As of October 2025, trains operate approximately every hour (with a single 2-hour morning gap between services).

==Stations==
All stations are in Tottori Prefecture. The stations have nicknames corresponding to monsters that appear in GeGeGe no Kitaro.

| Name |  | Nickname |  | Between (km) | Distance (km) | Rapid | Transfers | Location |
| Yonago | 米子 | Nezumi-Otoko | ねずみ男 | - | 0.0 | ● | Sanin Main Line | Yonago |
| Bakurōmachi | 博労町 | Koro-pok-guru | コロポックル | 1.0 | 1.0 | ｜ |  |
| Fujimichō | 富士見町 | Zashiki-warashi | ざしきわらし | 0.5 | 1.5 | ｜ |  |
| Gotō | 後藤 | Doro-ta-bō | どろたぼう | 0.7 | 2.2 | ● |  |
| Sambommatsuguchi | 三本松口 | Sodehiki-Kozō | そでひき小僧 | 1.1 | 3.3 | ｜ |  |
| Kawasakiguchi | 河崎口 | Kasabake | 傘化け | 2.0 | 5.3 | ｜ |  |
| Yumigahama | 弓ヶ浜 | Azukiarai | あずきあらい | 1.9 | 7.2 | ● |  |
| Wadahama | 和田浜 | Tsuchikorobi | つちころび | 2.5 | 9.7 | ｜ |  |
| Ōshinozuchō | 大篠津町 | Sunakake Babā | 砂かけばばあ | 1.4 | 11.1 | ｜ |  |
| Yonago Airport | 米子空港 | Betobeto-san | べとべとさん | 1.6 | 12.7 | ● |  | Sakaiminato |
| Nakahama | 中浜 | Ushi-oni | 牛鬼 | 0.5 | 13.2 | ● |  |
| Takamatsuchō | 高松町 | Sunekosuri | すねこすり | 1.1 | 14.3 | ｜ |  |
| Amariko | 余子 | Konaki-jijii | こなきじじい | 0.7 | 15.0 | ● |  |
| Agarimichi | 上道 | Ittan-momen | 一反木綿 | 1.3 | 16.3 | ｜ |  |
| Babasakichō | 馬場崎町 | Kijimuna | キジムナー | 0.9 | 17.2 | ● |  |
| Sakaiminato | 境港 | Kitaro | 鬼太郎 | 0.7 | 17.9 | ● |  |

== Rolling stock ==

- KiHa 40 series 2-car DMU - most cars have an anime livery
- KiHa 126 series[ja] 2-car DMU

==History==
The entire line opened in 1902. The section to Goto was electrified in 1982, and freight services ceased in 1986.

In 2008, Oshinozu Station was closed and the line relocated 800 m east to serve Yonago Airport, with the new station named accordingly.

JR West announced an 800 million yen renovation of the line's rolling stock (22 cars) in October 2017, to be completed by spring 2019. The renovation will introduce on-board fare payment using ICOCA IC cards (as well as Suica and other Nationwide Mutual Usage Service IC cards).
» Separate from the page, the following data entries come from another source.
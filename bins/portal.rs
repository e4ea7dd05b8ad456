use std::process::ExitCode;
use std::sync::Arc;

use clap::{Parser, Subcommand};
use models::{AuthResult, Credential, Role, RouteTable};
use serde_json::json;
use service::auth::{HttpAuthCollaborator, NavigationGuard, Resolution, ResolverConfig, RestoreOutcome, SessionResolver};
use service::storage::SessionStore;
use tracing::{error, info};

/// Command-line stand-in for the portal login views.
#[derive(Parser)]
#[command(name = "portal", version, about = "Health portal session client")]
struct Cli {
    #[command(subcommand)]
    command: Command,
}

#[derive(Subcommand)]
enum Command {
    /// Sign in through the login form of one role
    Login {
        #[arg(long)]
        role: Role,
        /// Email, or staff ID for staff
        #[arg(long)]
        identifier: String,
        #[arg(long, env = "PORTAL_SECRET", hide_env_values = true)]
        secret: String,
        /// Keep the session after this process exits
        #[arg(long)]
        remember: bool,
    },
    /// Re-validate the stored session and show it
    Whoami,
    /// Clear the stored session
    Logout,
    /// Check whether the stored session may open a route
    Guard { path: String },
}

struct Portal {
    resolver: SessionResolver<HttpAuthCollaborator>,
    routes: Arc<RouteTable>,
}

async fn open_store(cfg: &configs::AppConfig) -> anyhow::Result<Arc<SessionStore>> {
    common::env::ensure_parent_dir(&cfg.storage.session_path).await?;
    Ok(SessionStore::init(cfg.storage.session_path.clone()).await?)
}

async fn build_portal(cfg: &configs::AppConfig) -> anyhow::Result<Portal> {
    let store = open_store(cfg).await?;
    let routes = Arc::new(RouteTable::from_config(cfg)?);
    let http = Arc::new(HttpAuthCollaborator::from_config(&cfg.auth)?);
    let resolver = SessionResolver::new(http, store, Arc::clone(&routes), ResolverConfig::from_app_config(cfg));
    Ok(Portal { resolver, routes })
}

fn print(value: serde_json::Value) {
    println!("{value}");
}

async fn login(portal: &Portal, credential: Credential) -> anyhow::Result<ExitCode> {
    let remember = credential.remember_me;
    match portal.resolver.resolve(credential).await {
        Resolution::Settled(AuthResult::Success { session, landing_route }) => {
            print(json!({
                "status": "ok",
                "role": session.role,
                "display_name": session.display_name,
                "landing_route": landing_route,
                "remembered": remember,
            }));
            Ok(ExitCode::SUCCESS)
        }
        Resolution::Settled(AuthResult::Failure { reason }) => {
            print(json!({"status": "failed", "reason": reason, "message": reason.user_message()}));
            Ok(ExitCode::FAILURE)
        }
        other => anyhow::bail!("login did not settle: {other:?}"),
    }
}

async fn whoami(portal: &Portal) -> anyhow::Result<ExitCode> {
    match portal.resolver.restore().await? {
        RestoreOutcome::Restored { session, landing_route } => {
            print(json!({
                "status": "signed_in",
                "user_id": session.user_id,
                "role": session.role,
                "display_name": session.display_name,
                "issued_at": session.issued_at,
                "landing_route": landing_route,
            }));
            Ok(ExitCode::SUCCESS)
        }
        RestoreOutcome::Empty => {
            print(json!({"status": "signed_out"}));
            Ok(ExitCode::FAILURE)
        }
        RestoreOutcome::Invalidated => {
            print(json!({"status": "expired"}));
            Ok(ExitCode::FAILURE)
        }
        RestoreOutcome::Unavailable => {
            print(json!({"status": "unknown", "message": "the sign-in service is unavailable"}));
            Ok(ExitCode::FAILURE)
        }
    }
}

async fn guard(portal: &Portal, path: &str) -> anyhow::Result<ExitCode> {
    // only a re-validated session may authorize navigation
    portal.resolver.restore().await?;
    let current = portal.resolver.store().current();
    let guard = NavigationGuard::new(Arc::clone(&portal.routes));
    match guard.authorize(current.as_deref(), path) {
        Ok(()) => {
            print(json!({"allowed": true, "path": path}));
            Ok(ExitCode::SUCCESS)
        }
        Err(denial) => {
            print(json!({"allowed": false, "path": path, "reason": denial.to_string(), "redirect": denial.redirect()}));
            Ok(ExitCode::FAILURE)
        }
    }
}

async fn run(cli: Cli) -> anyhow::Result<ExitCode> {
    let cfg = configs::AppConfig::load_and_validate()?;
    match cli.command {
        Command::Logout => {
            open_store(&cfg).await?.clear().await?;
            print(json!({"status": "signed_out"}));
            Ok(ExitCode::SUCCESS)
        }
        Command::Login { role, identifier, secret, remember } => {
            let portal = build_portal(&cfg).await?;
            login(&portal, Credential::new(role, identifier, secret).remember(remember)).await
        }
        Command::Whoami => whoami(&build_portal(&cfg).await?).await,
        Command::Guard { path } => guard(&build_portal(&cfg).await?, &path).await,
    }
}

#[tokio::main]
async fn main() -> ExitCode {
    dotenvy::dotenv().ok();
    common::utils::logging::init_logging_default();
    let cli = Cli::parse();
    info!(service = "portal", event = "start", "portal client starting");
    match run(cli).await {
        Ok(code) => code,
        Err(e) => {
            error!(service = "portal", event = "failed", error = %e, "portal command failed");
            eprintln!("error: {e:#}");
            ExitCode::FAILURE
        }
    }
}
Most stations on the line are unstaffed, requiring fares to be paid to the train driver; the upgrade is intended to increase efficiency, and to better serve travelers from Tokyo, Osaka and other metropolitan areas where IC cards are commonly used for payment of fares.